BEGIN Dataset records

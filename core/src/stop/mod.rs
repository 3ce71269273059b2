//! Cooperative cancellation: stop source, token and fire-once callbacks.
//!
//! A source reaches its terminal requested state exactly once. Callbacks
//! registered before the transition fire exactly once when it happens;
//! registering on an already-requested source runs the callback
//! synchronously. Dropping a [`StopCallback`] deregisters it and waits for a
//! concurrently firing invocation to finish, unless the drop happens from
//! within that invocation itself.

use parking_lot::Mutex;
use std::sync::atomic::{AtomicBool, AtomicUsize, Ordering};
use std::sync::Arc;

#[cfg(test)]
mod tests;

struct CbEntry {
    cb: Mutex<Option<Box<dyn FnOnce() + Send>>>,
    /// Thread key of the thread currently running this callback, 0 otherwise.
    running_on: AtomicUsize,
}

struct Registry {
    next_id: u64,
    entries: Vec<(u64, Arc<CbEntry>)>,
}

struct Shared {
    requested: AtomicBool,
    reg: Mutex<Registry>,
}

/// Requests and observes the terminal stop state. Clones share the state.
#[derive(Clone)]
pub struct StopSource(Arc<Shared>);

/// Read-only view of a stop source.
#[derive(Clone)]
pub struct StopToken(Arc<Shared>);

/// Registration handle; dropping deregisters the callback.
pub struct StopCallback {
    shared: Arc<Shared>,
    id: u64,
    entry: Arc<CbEntry>,
}

impl Default for StopSource {
    fn default() -> Self {
        Self::new()
    }
}

impl StopSource {
    pub fn new() -> Self {
        StopSource(Arc::new(Shared {
            requested: AtomicBool::new(false),
            reg: Mutex::new(Registry { next_id: 1, entries: Vec::new() }),
        }))
    }

    /// Transitions to the requested state and fires registered callbacks.
    /// Idempotent: returns true only for the call that made the transition.
    pub fn request_stop(&self) -> bool {
        let fired = {
            let mut reg = self.0.reg.lock();
            if self.0.requested.swap(true, Ordering::SeqCst) {
                return false;
            }
            std::mem::take(&mut reg.entries)
        };
        for (_, entry) in fired {
            fire(&entry);
        }
        true
    }

    pub fn stop_requested(&self) -> bool {
        self.0.requested.load(Ordering::SeqCst)
    }

    pub fn token(&self) -> StopToken {
        StopToken(self.0.clone())
    }
}

impl StopToken {
    pub fn stop_requested(&self) -> bool {
        self.0.requested.load(Ordering::SeqCst)
    }

    /// Registers `f` to run once when stop is requested. If stop was already
    /// requested, runs `f` synchronously and returns a spent handle.
    pub fn register(&self, f: impl FnOnce() + Send + 'static) -> StopCallback {
        let entry = Arc::new(CbEntry {
            cb: Mutex::new(Some(Box::new(f))),
            running_on: AtomicUsize::new(0),
        });
        {
            let mut reg = self.0.reg.lock();
            if !self.0.requested.load(Ordering::SeqCst) {
                let id = reg.next_id;
                reg.next_id += 1;
                reg.entries.push((id, entry.clone()));
                return StopCallback { shared: self.0.clone(), id, entry };
            }
        }
        // Already requested: fire on the registering thread, exactly once.
        fire(&entry);
        StopCallback { shared: self.0.clone(), id: 0, entry }
    }
}

fn fire(entry: &CbEntry) {
    entry.running_on.store(thread_key(), Ordering::SeqCst);
    {
        // The lock is held across the invocation so that a concurrent
        // deregistration blocks until the callback returns.
        let mut cb = entry.cb.lock();
        if let Some(f) = cb.take() {
            f();
        }
    }
    entry.running_on.store(0, Ordering::SeqCst);
}

impl Drop for StopCallback {
    fn drop(&mut self) {
        if self.id != 0 {
            let mut reg = self.shared.reg.lock();
            reg.entries.retain(|(id, _)| *id != self.id);
        }
        if self.entry.running_on.load(Ordering::SeqCst) == thread_key() {
            // Dropped from within its own invocation.
            return;
        }
        // Take the callback if it has not fired; if it is firing on another
        // thread right now, this blocks until the invocation returns.
        self.entry.cb.lock().take();
    }
}

thread_local! {
    static THREAD_KEY: u8 = 0;
}

fn thread_key() -> usize {
    THREAD_KEY.with(|k| k as *const u8 as usize)
}
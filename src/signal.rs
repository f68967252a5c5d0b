//! Process-wide run flag.
//!
//! Every loop in the daemon polls a [`ProcessSignal`]. The OS handlers only
//! store into the flag; nothing else happens in signal context.

use std::sync::Arc;
use std::sync::atomic::{AtomicBool, Ordering};

use signal_hook::consts::{SIGINT, SIGTERM};
use tracing::info;

/// Shared "keep going" flag. Cloning shares the same flag.
#[derive(Debug, Clone, Default)]
pub struct ProcessSignal {
    // Set once a stop has been requested; never cleared.
    stop: Arc<AtomicBool>,
}

impl ProcessSignal {
    pub fn new() -> Self {
        Self::default()
    }

    /// Request a stop.
    pub fn signal(&self) {
        self.stop.store(true, Ordering::SeqCst);
    }

    pub fn is_running(&self) -> bool {
        !self.stop.load(Ordering::SeqCst)
    }

    /// Flip this flag on SIGINT or SIGTERM.
    pub fn install_os_handlers(&self) -> std::io::Result<()> {
        for sig in [SIGINT, SIGTERM] {
            signal_hook::flag::register(sig, Arc::clone(&self.stop))?;
        }
        info!("SIGINT/SIGTERM handlers installed");
        Ok(())
    }
}
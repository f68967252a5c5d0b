//! [`RemoteSession`](crate::remote::RemoteSession) over the Chrome DevTools
//! Protocol, driving a local Chrome through `chromiumoxide`.

mod error;
mod launch;
mod session;

pub use launch::LaunchOptions;
pub use session::BrowserSession;
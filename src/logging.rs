//! Structured logging: stderr always, plus a daily rolling file when a log
//! directory is configured.

use std::path::Path;

use anyhow::{Context, Result};
use tracing_appender::non_blocking::WorkerGuard;
use tracing_subscriber::EnvFilter;
use tracing_subscriber::layer::SubscriberExt;
use tracing_subscriber::util::SubscriberInitExt;

pub const LOG_FILE_PREFIX: &str = "webrtc-keeper.log";

/// Filter used when `RUST_LOG` is unset.
pub fn default_directive(verbose: bool) -> &'static str {
    if verbose {
        "webrtc_keeper=debug,info"
    } else {
        "info"
    }
}

fn filter(verbose: bool) -> EnvFilter {
    EnvFilter::try_from_default_env().unwrap_or_else(|_| EnvFilter::new(default_directive(verbose)))
}

/// Install the global subscriber. The returned guard flushes the file writer
/// on drop and must live as long as the process logs.
pub fn init(verbose: bool, log_dir: Option<&Path>) -> Result<Option<WorkerGuard>> {
    let (file_layer, guard) = match log_dir {
        Some(dir) => {
            std::fs::create_dir_all(dir)
                .with_context(|| format!("creating log directory {}", dir.display()))?;
            let appender = tracing_appender::rolling::daily(dir, LOG_FILE_PREFIX);
            let (writer, guard) = tracing_appender::non_blocking(appender);
            let layer = tracing_subscriber::fmt::layer()
                .with_writer(writer)
                .with_ansi(false);
            (Some(layer), Some(guard))
        }
        None => (None, None),
    };

    tracing_subscriber::registry()
        .with(filter(verbose))
        .with(tracing_subscriber::fmt::layer().with_writer(std::io::stderr))
        .with(file_layer)
        .try_init()
        .context("installing tracing subscriber")?;

    Ok(guard)
}

#[cfg(test)]
mod tests {
    use super::*;

    #[test]
    fn verbose_raises_crate_level() {
        assert_eq!(default_directive(false), "info");
        assert!(default_directive(true).contains("webrtc_keeper=debug"));
        // Both directives must parse.
        assert!(EnvFilter::try_new(default_directive(true)).is_ok());
        assert!(EnvFilter::try_new(default_directive(false)).is_ok());
    }
}
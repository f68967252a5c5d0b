//! Saída de terminal do webrtc-keeper: resumo colorido da configuração.
//!
//! Usa a crate `console` para estilização. A senha nunca é impressa.

use console::Style;

use crate::config::Settings;
use crate::reach::Reachability;

/// Linhas do resumo exibido por `webrtc-keeper check`.
pub fn summary(settings: &Settings) -> Vec<String> {
    let key = Style::new().cyan();
    let value = Style::new().bold();
    let muted = Style::new().dim();

    let whitelist = if settings.whitelist.is_empty() {
        muted.apply_to("(empty, no call will be answered)").to_string()
    } else {
        value.apply_to(settings.whitelist.sorted().join(", ")).to_string()
    };

    let chrome = match &settings.chrome_path {
        Some(path) => value.apply_to(path.display()).to_string(),
        None => muted.apply_to("auto-detected").to_string(),
    };

    let row = |name: &str, shown: String| format!("  {:<16} {shown}", key.apply_to(name));
    vec![
        row("dashboard", value.apply_to(&settings.credentials.base_url).to_string()),
        row("user", value.apply_to(&settings.credentials.username).to_string()),
        row("password", muted.apply_to("<redacted>").to_string()),
        row("whitelist", whitelist),
        row(
            "chrome",
            format!(
                "{chrome} {}",
                muted.apply_to(if settings.headless { "(headless)" } else { "(windowed)" })
            ),
        ),
        row("verify", value.apply_to(settings.daily_verify).to_string()),
        row("clear queue", value.apply_to(settings.hourly_clear).to_string()),
        row("check calls", value.apply_to(settings.check_every).to_string()),
        row(
            "answer wait",
            value.apply_to(format!("{}s", settings.answer_wait.as_secs_f64())).to_string(),
        ),
    ]
}

/// Imprime o resumo com um cabeçalho verde.
pub fn print_summary(settings: &Settings) {
    let green = Style::new().green().bold();
    println!("{} configuration is valid", green.apply_to("✓"));
    for line in summary(settings) {
        println!("{line}");
    }
}

/// Linha do resultado de `check --online`.
pub fn reachability_line(reach: &Reachability) -> String {
    let (mark, style) = if reach.is_ready() {
        ("✓", Style::new().green().bold())
    } else {
        ("✗", Style::new().red().bold())
    };
    let form = if reach.login_form {
        "login form found"
    } else {
        "no login form"
    };
    format!(
        "{} {} answered {} ({form})",
        style.apply_to(mark),
        reach.url,
        reach.status
    )
}

pub fn print_reachability(reach: &Reachability) {
    println!("{}", reachability_line(reach));
}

END Dataset records

Reproduce every line from the listing above that holds the word "muted".

    let muted = Style::new().dim();
        muted.apply_to("(empty, no call will be answered)").to_string()
        None => muted.apply_to("auto-detected").to_string(),
        row("password", muted.apply_to("<redacted>").to_string()),
                muted.apply_to(if settings.headless { "(headless)" } else { "(windowed)" })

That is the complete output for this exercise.